Jason Mast
Editor
Joan Butterton
Joan Butterton was sitting 30,000 feet above the Atlantic, flying to a conference in Europe, when the Merck scientist seated next to her started gushing about the HIV molecule the big pharma had just licensed from a small Japanese company. It was so potent in monkeys, the scientist said, that they couldn’t figure out what the lowest effective dose was and it stayed in the animals for an incredibly long time, far longer than the approved drugs HIV patients took daily.
Nine years and a few clinical trials later, Merck has shown that the drug, islatravir, can keep patients’ viruses suppressed with just one pill. Now Butterton, who now runs Merck’s late-stage infectious disease trials, will try to chart a blockbuster future for the drug, as the NJ pharma teams with a longtime rival to make it the base of a franchise that remakes HIV treatment.
In a rare collaboration between two of the biggest HIV drug developers, Merck and Gilead announced Monday that they will collaborate to turn one of the most promising molecules from each of their pipelines into a two-drug combo that can provide patients options outside of the daily pills that have dominated the field for years.

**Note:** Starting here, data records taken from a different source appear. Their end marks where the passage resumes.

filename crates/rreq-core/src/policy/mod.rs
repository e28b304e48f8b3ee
//! Policy validation.
//!
//! Checks a `ResilienceConfig` once, before the first attempt, so that a bad
//! policy never reaches the network.

mod error;
mod validate;

pub use error::ConfigurationError;
pub use validate::validate;
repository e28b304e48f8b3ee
pub mod status_server;
//! Retry and backoff execution.
//!
//! This module owns the attempt / backoff / termination state machine:
//! classify each attempt, remember the status codes seen so far, stop on 429
//! or when the try budget is spent, and otherwise sleep with capped
//! exponential backoff plus additive jitter before trying again.

mod backoff;
mod classify;
mod error;
mod run;
mod run_async;
mod state;

pub use backoff::{jitter_secs, next_delay, BackoffProgress};
pub use classify::{classify, Outcome, StatusResponse};
pub use error::ResilienceError;
pub use run::{run_with_retry, RetryExecutor, Sleeper, ThreadSleeper};
pub use run_async::AsyncRetryExecutor;
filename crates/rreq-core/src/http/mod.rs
//! Resilient HTTP verbs.
//!
//! Each verb performs single libcurl attempts (see [`send`]) under a
//! [`RetryExecutor`], so status-code checks, 429 handling and backoff follow
//! the given `ResilienceConfig`.

mod classify;
mod send;

use std::collections::HashMap;
use std::fmt;
use std::time::Duration;

use crate::config::ResilienceConfig;
use crate::retry::{ResilienceError, RetryExecutor, Sleeper, StatusResponse};

pub use classify::{classify_transport, TransportKind};
pub use send::send;

/// HTTP method of a resilient request.
#[derive(Debug, Clone, Copy, PartialEq, Eq)]
pub enum Method {
    Get,
    Put,
    Delete,
    Head,
    Options,
}

impl Method {
    pub fn as_str(&self) -> &'static str {
        match self {
            Method::Get => "GET",
            Method::Put => "PUT",
            Method::Delete => "DELETE",
            Method::Head => "HEAD",
            Method::Options => "OPTIONS",
        }
    }
}

impl fmt::Display for Method {
    fn fmt(&self, f: &mut fmt::Formatter<'_>) -> fmt::Result {
        f.write_str(self.as_str())
    }
}

/// Per-attempt transport options.
#[derive(Debug, Clone)]
pub struct RequestOptions {
    /// Whole-transfer timeout for one attempt. A timeout is a transport error.
    pub timeout: Duration,
    pub connect_timeout: Duration,
    /// Extra request headers ("Name" -> "value").
    pub headers: HashMap<String, String>,
    pub follow_redirects: bool,
}

impl Default for RequestOptions {
    fn default() -> Self {
        Self {
            timeout: Duration::from_secs(15),
            connect_timeout: Duration::from_secs(15),
            headers: HashMap::new(),
            follow_redirects: true,
        }
    }
}

/// Response of one attempt.
#[derive(Debug, Clone)]
pub struct Response {
    pub status: u16,
    /// Raw header lines of the final response, including the status line.
    pub headers: Vec<String>,
    pub body: Vec<u8>,
}

impl Response {
    /// First header value with the given name (case-insensitive).
    pub fn header(&self, name: &str) -> Option<&str> {
        self.headers.iter().find_map(|line| {
            let (k, v) = line.split_once(':')?;
            k.trim().eq_ignore_ascii_case(name).then(|| v.trim())
        })
    }
}

impl StatusResponse for Response {
    fn status_code(&self) -> u16 {
        self.status
    }
}

/// Sends `method url` under `executor`, retrying per `config`.
pub fn request<S: Sleeper>(
    executor: &RetryExecutor<S>,
    method: Method,
    url: &str,
    opts: &RequestOptions,
    config: &ResilienceConfig,
) -> Result<Response, ResilienceError<curl::Error>> {
    executor.execute(config, || send(method, url, opts))
}

/// Resilient GET with the default executor.
pub fn get(
    url: &str,
    opts: &RequestOptions,
    config: &ResilienceConfig,
) -> Result<Response, ResilienceError<curl::Error>> {
    request(&RetryExecutor::new(), Method::Get, url, opts, config)
}

/// Resilient PUT with the default executor. No request body is sent.
pub fn put(
    url: &str,
    opts: &RequestOptions,
    config: &ResilienceConfig,
) -> Result<Response, ResilienceError<curl::Error>> {
    request(&RetryExecutor::new(), Method::Put, url, opts, config)
}

/// Resilient DELETE with the default executor.
pub fn delete(
    url: &str,
    opts: &RequestOptions,
    config: &ResilienceConfig,
) -> Result<Response, ResilienceError<curl::Error>> {
    request(&RetryExecutor::new(), Method::Delete, url, opts, config)
}

/// Resilient HEAD with the default executor.
pub fn head(
    url: &str,
    opts: &RequestOptions,
    config: &ResilienceConfig,
) -> Result<Response, ResilienceError<curl::Error>> {
    request(&RetryExecutor::new(), Method::Head, url, opts, config)
}

/// Resilient OPTIONS with the default executor.
pub fn options(
    url: &str,
    opts: &RequestOptions,
    config: &ResilienceConfig,
) -> Result<Response, ResilienceError<curl::Error>> {
    request(&RetryExecutor::new(), Method::Options, url, opts, config)
}
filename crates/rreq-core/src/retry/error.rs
//! Terminal errors of a retry loop.

use std::collections::BTreeSet;

use thiserror::Error;

use crate::cancel::Cancelled;
use crate::policy::ConfigurationError;

/// Why a resilient request gave up.
///
/// `E` is the operation's own transport error type; it is returned as-is when
/// the final attempt failed at the transport level.
#[derive(Debug, Error)]
pub enum ResilienceError<E> {
    /// The policy was rejected before any attempt was made.
    #[error("invalid resilience config: {0}")]
    Configuration(#[from] ConfigurationError),

    /// A 429 was observed; no further attempts were made.
    #[error("{message}")]
    TooManyRequests {
        observed: BTreeSet<u16>,
        message: String,
    },

    /// The try budget ran out without an expected status code.
    #[error("{message}")]
    StatusMismatch {
        observed: BTreeSet<u16>,
        expected: Vec<u16>,
        message: String,
    },

    /// The final attempt failed before producing a status code.
    #[error(transparent)]
    Transport(E),

    /// The caller cancelled the request.
    #[error("request cancelled by caller")]
    Cancelled,
}

impl<E> From<Cancelled> for ResilienceError<E> {
    fn from(_: Cancelled) -> Self {
        ResilienceError::Cancelled
    }
}

impl<E> ResilienceError<E> {
    /// Distinct status codes seen before giving up, if the error kind records them.
    pub fn observed_status_codes(&self) -> Option<&BTreeSet<u16>> {
        match self {
            ResilienceError::TooManyRequests { observed, .. }
            | ResilienceError::StatusMismatch { observed, .. } => Some(observed),
            _ => None,
        }
    }

    /// The transport error, when the final attempt failed at the transport level.
    pub fn transport(&self) -> Option<&E> {
        match self {
            ResilienceError::Transport(e) => Some(e),
            _ => None,
        }
    }

    pub fn is_rate_limited(&self) -> bool {
        matches!(self, ResilienceError::TooManyRequests { .. })
    }
}
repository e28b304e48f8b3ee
use crate::config::{Backoff, ResilienceConfig};

use super::error::ConfigurationError;

/// Validate a resilience config. Pure: returns the first problem found.
pub fn validate(config: &ResilienceConfig) -> Result<(), ConfigurationError> {
    if config.expected_status_codes.is_empty() {
        return Err(ConfigurationError::NoExpectedStatusCodes);
    }
    if config.max_tries == 0 {
        return Err(ConfigurationError::ZeroMaxTries);
    }
    if let Backoff::Exponential { min, max } = config.backoff {
        let ok = min.is_finite() && max.is_finite() && min >= 0.0 && max >= min;
        if !ok {
            return Err(ConfigurationError::InvalidBackoff { min, max });
        }
    }
    if !config.jitter.is_finite() || config.jitter < 0.0 {
        return Err(ConfigurationError::InvalidJitter(config.jitter));
    }
    Ok(())
}

impl ResilienceConfig {
    /// See [`validate`].
    pub fn validate(&self) -> Result<(), ConfigurationError> {
        validate(self)
    }
}
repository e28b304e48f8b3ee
//! One HTTP attempt over libcurl, with no status interpretation.

use super::classify::classify_transport;
use super::{Method, RequestOptions, Response};

/// Performs a single request and returns whatever status the server sent.
///
/// Runs in the current thread; call from `spawn_blocking` if used from async code.
pub fn send(method: Method, url: &str, opts: &RequestOptions) -> Result<Response, curl::Error> {
    let result = perform(method, url, opts);
    if let Err(e) = &result {
        tracing::debug!(
            %method,
            url,
            kind = ?classify_transport(e),
            "request failed: {}",
            e
        );
    }
    result
}

fn perform(method: Method, url: &str, opts: &RequestOptions) -> Result<Response, curl::Error> {
    let mut headers: Vec<String> = Vec::new();
    let mut body: Vec<u8> = Vec::new();

    let mut easy = curl::easy::Easy::new();
    easy.url(url)?;
    match method {
        Method::Get => easy.get(true)?,
        Method::Head => easy.nobody(true)?,
        Method::Put | Method::Delete | Method::Options => easy.custom_request(method.as_str())?,
    }
    easy.follow_location(opts.follow_redirects)?;
    easy.connect_timeout(opts.connect_timeout)?;
    easy.timeout(opts.timeout)?;

    // Build curl list for custom headers (e.g. "Name: value").
    if !opts.headers.is_empty() {
        let mut list = curl::easy::List::new();
        for (k, v) in &opts.headers {
            list.append(&format!("{}: {}", k.trim(), v.trim()))?;
        }
        easy.http_headers(list)?;
    }

    {
        let mut transfer = easy.transfer();
        transfer.header_function(|data| {
            push_header_line(&mut headers, data);
            true
        })?;
        transfer.write_function(|data| {
            body.extend_from_slice(data);
            Ok(data.len())
        })?;
        transfer.perform()?;
    }

    let code = easy.response_code()?;
    Ok(Response {
        status: status_from_response_code(code, url),
        headers,
        body,
    })
}

/// Appends one raw header line; bytes that are not UTF-8 are replaced, not dropped.
fn push_header_line(headers: &mut Vec<String>, data: &[u8]) {
    let raw = String::from_utf8_lossy(data);
    let line = raw.trim_end();
    // A new status line starts the headers of the next (redirected) response.
    if line.starts_with("HTTP/") {
        headers.clear();
    }
    if !line.is_empty() {
        headers.push(line.to_string());
    }
}

fn status_from_response_code(code: u32, url: &str) -> u16 {
    u16::try_from(code).unwrap_or_else(|_| {
        tracing::warn!(url, code, "response code out of range, reporting {}", u16::MAX);
        u16::MAX
    })
}
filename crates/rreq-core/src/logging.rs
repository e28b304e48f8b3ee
//! Logging init for binaries and tests that embed rreq.
//!
//! The library itself only emits `tracing` events; installing a subscriber is
//! left to the host application. These helpers cover the common stderr case.

use anyhow::Result;
use tracing_subscriber::EnvFilter;

const DEFAULT_FILTER: &str = "info,rreq_core=debug";

fn env_filter() -> EnvFilter {
    EnvFilter::try_from_default_env().unwrap_or_else(|_| EnvFilter::new(DEFAULT_FILTER))
}

/// Initialize structured logging to stderr. Honors `RUST_LOG`, defaulting to `info,rreq_core=debug`.
/// Panics if a global subscriber is already installed; see [`try_init_logging_stderr`].
pub fn init_logging_stderr() {
    tracing_subscriber::fmt()
        .with_env_filter(env_filter())
        .with_writer(std::io::stderr)
        .with_ansi(false)
        .init();
}

/// Like [`init_logging_stderr`] but returns Err instead of panicking when a subscriber is already set.
pub fn try_init_logging_stderr() -> Result<()> {
    tracing_subscriber::fmt()
        .with_env_filter(env_filter())
        .with_writer(std::io::stderr)
        .with_ansi(false)
        .try_init()
        .map_err(|e| anyhow::anyhow!("failed to initialize logging: {}", e))?;
    tracing::debug!("rreq logging initialized");
    Ok(())
}
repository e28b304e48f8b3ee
use std::time::Duration;

use rand::Rng;

use crate::config::{Backoff, ResilienceConfig};

/// Running backoff value for one invocation, in seconds.
///
/// Starts at 0 ("unset"). The first advance sets it to `min`; every later
/// advance doubles it, capped at `max`. Never decreases.
#[derive(Debug, Clone, Copy, Default, PartialEq)]
pub struct BackoffProgress {
    current_secs: f64,
}

impl BackoffProgress {
    pub fn current_secs(&self) -> f64 {
        self.current_secs
    }

    /// Advance to the next base delay and return it (seconds, jitter excluded).
    pub fn advance(&mut self, backoff: &Backoff) -> f64 {
        match *backoff {
            Backoff::Disabled => 0.0,
            Backoff::Exponential { min, max } => {
                self.current_secs = if self.current_secs == 0.0 {
                    min
                } else {
                    (self.current_secs * 2.0).min(max)
                };
                self.current_secs
            }
        }
    }
}

/// Uniform extra delay in `[0, jitter)` seconds. Zero when `jitter` is 0.
pub fn jitter_secs<G: Rng + ?Sized>(jitter: f64, rng: &mut G) -> f64 {
    if jitter > 0.0 {
        rng.gen_range(0.0..jitter)
    } else {
        0.0
    }
}

/// Delay to sleep before the next attempt. Jitter is only added when backoff is enabled
/// and does not feed back into the doubling.
pub fn next_delay<G: Rng + ?Sized>(
    progress: &mut BackoffProgress,
    config: &ResilienceConfig,
    rng: &mut G,
) -> Duration {
    match config.backoff {
        Backoff::Disabled => Duration::ZERO,
        Backoff::Exponential { .. } => {
            let base = progress.advance(&config.backoff);
            secs_to_duration(base + jitter_secs(config.jitter, rng))
        }
    }
}

fn secs_to_duration(secs: f64) -> Duration {
    Duration::try_from_secs_f64(secs).unwrap_or(Duration::MAX)
}
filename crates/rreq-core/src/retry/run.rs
//! Blocking retry loop: run an operation until it is accepted or the policy says stop.

use std::fmt;
use std::time::Duration;

use crate::cancel::{CancelToken, Cancelled};
use crate::config::ResilienceConfig;
use crate::policy;

use super::classify::{classify, StatusResponse};
use super::error::ResilienceError;
use super::state::{AttemptState, Step};

/// Suspends the calling thread between attempts.
pub trait Sleeper {
    /// Sleep for `duration`, returning early with `Cancelled` if `cancel` fires.
    fn sleep(&self, duration: Duration, cancel: Option<&CancelToken>) -> Result<(), Cancelled>;
}

impl<S: Sleeper + ?Sized> Sleeper for &S {
    fn sleep(&self, duration: Duration, cancel: Option<&CancelToken>) -> Result<(), Cancelled> {
        (**self).sleep(duration, cancel)
    }
}

/// Sleeps on the current OS thread.
#[derive(Debug, Clone, Copy, Default)]
pub struct ThreadSleeper;

impl Sleeper for ThreadSleeper {
    fn sleep(&self, duration: Duration, cancel: Option<&CancelToken>) -> Result<(), Cancelled> {
        match cancel {
            Some(token) => {
                if token.wait_timeout(duration) {
                    Err(Cancelled)
                } else {
                    Ok(())
                }
            }
            None => {
                if !duration.is_zero() {
                    std::thread::sleep(duration);
                }
                Ok(())
            }
        }
    }
}

/// Drives the attempt / backoff loop for blocking operations.
///
/// Holds no per-request state, so one executor can serve any number of
/// concurrent invocations.
#[derive(Debug, Clone, Default)]
pub struct RetryExecutor<S = ThreadSleeper> {
    sleeper: S,
    cancel: Option<CancelToken>,
}

impl RetryExecutor {
    pub fn new() -> Self {
        Self::default()
    }
}

impl<S: Sleeper> RetryExecutor<S> {
    pub fn with_sleeper(sleeper: S) -> Self {
        Self {
            sleeper,
            cancel: None,
        }
    }

    /// Stop the loop (before the next attempt or during a backoff sleep) once `token` is cancelled.
    pub fn with_cancel(mut self, token: CancelToken) -> Self {
        self.cancel = Some(token);
        self
    }

    /// Run `operation` until it returns an expected status code.
    ///
    /// The config is validated once, before the first attempt. A 429 ends the
    /// loop immediately; otherwise the loop ends after `max_tries` attempts with
    /// either the last transport error or a status mismatch.
    pub fn execute<R, E, F>(
        &self,
        config: &ResilienceConfig,
        mut operation: F,
    ) -> Result<R, ResilienceError<E>>
    where
        F: FnMut() -> Result<R, E>,
        R: StatusResponse,
        E: fmt::Display,
    {
        policy::validate(config)?;
        let mut state = AttemptState::new();
        loop {
            self.check_cancel()?;
            let attempt = state.begin_attempt();
            tracing::debug!(attempt, max_tries = config.max_tries, "starting attempt");
            match state.record(classify(operation(), config), config) {
                Step::Accept(r) => return Ok(r),
                Step::Fail(e) => return Err(e),
                Step::Retry => {}
            }
            let delay = state.next_delay(config);
            tracing::debug!(
                attempt,
                delay_ms = delay.as_millis() as u64,
                last = state.last_message(),
                "backing off"
            );
            self.sleeper.sleep(delay, self.cancel.as_ref())?;
        }
    }

    fn check_cancel(&self) -> Result<(), Cancelled> {
        match &self.cancel {
            Some(token) if token.is_cancelled() => Err(Cancelled),
            _ => Ok(()),
        }
    }
}

/// Runs `operation` under `config` with the default thread-sleeping executor.
pub fn run_with_retry<R, E, F>(
    config: &ResilienceConfig,
    operation: F,
) -> Result<R, ResilienceError<E>>
where
    F: FnMut() -> Result<R, E>,
    R: StatusResponse,
    E: fmt::Display,
{
    RetryExecutor::new().execute(config, operation)
}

“Really, we’re seeing this drug as something that is foundational,” Butterton told Endpoints News.
With the deal, Merck and Gilead will combine two molecules with different mechanisms that have already shown efficacy in the clinic. Merck’s islatravir is a new kind of reverse transcriptase inhibitor, singlehandedly mucking up two different processes the virus relies on to replicate. Gilead’s lenacapavir, which they recently showed could effectively reduce viral levels in patients with drug-resistant HIV, inhibits the HIV’s shell, commonly called its capsid.
The idea is that the combo could become a potent once-a-week pill and, in another formulation, an injectable that patients can take as infrequently as once every six months. Either of those accomplishments would instantly make the drug a leading contender in one of the competitive fields in HIV: the hunt for a long-acting drug.
It’s an important branch of medicine, potentially helping patients who struggle with or face stigma taking a daily pill. And it’s currently led by GlaxoSmithKline’s spinout ViiV, which won approval this year for a first-of-its-kind once-a-month shot for HIV patients.
Merck and Gilead are already gaming out the potential for a blockbuster laying out terms for how profit sharing will change if annual sales exceed $2 billion or $3.5 billion, depending on whether it’s the oral or injectable form.
Diana Brainard
In an interview, Gilead HIV chief Diana Brainard called the collaboration “historic,” touting the potential for the cocktail to give new options for patients with HIV.
“They’re both highly potent,” Brainard said of the two molecules. “The more potent the drug is, the lower the dose is and when you’re looking at long-acting, that’s important because you have to give a whole weeks of a dose, or whole three months worse of a dose in one oral pill or one injection.”
Analysts praised the deal for both teams. Piper Sandler’s Tyler Van Buren said it was a “direct acknowledgment” from Gilead that after years of a one-sided race between the two drugmakers, Merck finally has a molecule that can compete. Jefferies’ Michael Yee said it was an “incremental positive” for Gilead that would allow them to take a larger share of the market in the long term.
The two companies will now combine the new drugs in multiple trials, testing both pills and injectable forms. The first study will test an oral combo and begin in the second half of this year. Because Gilead and Merck have yet to devise a formula that combines the molecules into a single pill, the first volunteers will simply take one of each.
The companies also have work to do on creating a single injectable formulation, Brainard said, a complicated task that could determine how long the shot will last. They hope to have one formulation complete next year.
Gilead and Merck will split costs 60/40. They will share profits 50/50 unless sales exceed $2 billion per year for the oral formula or $3.5 billion for the injectable formula. At that point, Gilead would begin taking 65% of sales. Both companies have another type of molecule, an integrase inhibitor, in trials. In the deal, Merck gave Gilead an option to license their integrase inhibitor and vice versa.
The long-acting treatment program represents just one of several applications each developer has for their molecules, alongside use in drug-resistant patients and as pre-exposure prophylaxis to prevent infection. Merck thinks an implant of islatravir alone could protect patients from an HIV for a year — an application that’s still in early development but which would provide the closest thing the field has to a vaccine.
“At Merck, we are resolute in our commitment to advancing the care of people living with HIV as part of our mission to save and improve lives,” Merck CEO Ken Frazier said in a statement. “This collaboration with Gilead brings together two companies dedicated to the fight against HIV to develop potential new long-acting treatment options, and is an important step forward in our strategy to harness the full potential of islatravir for the treatment of HIV.”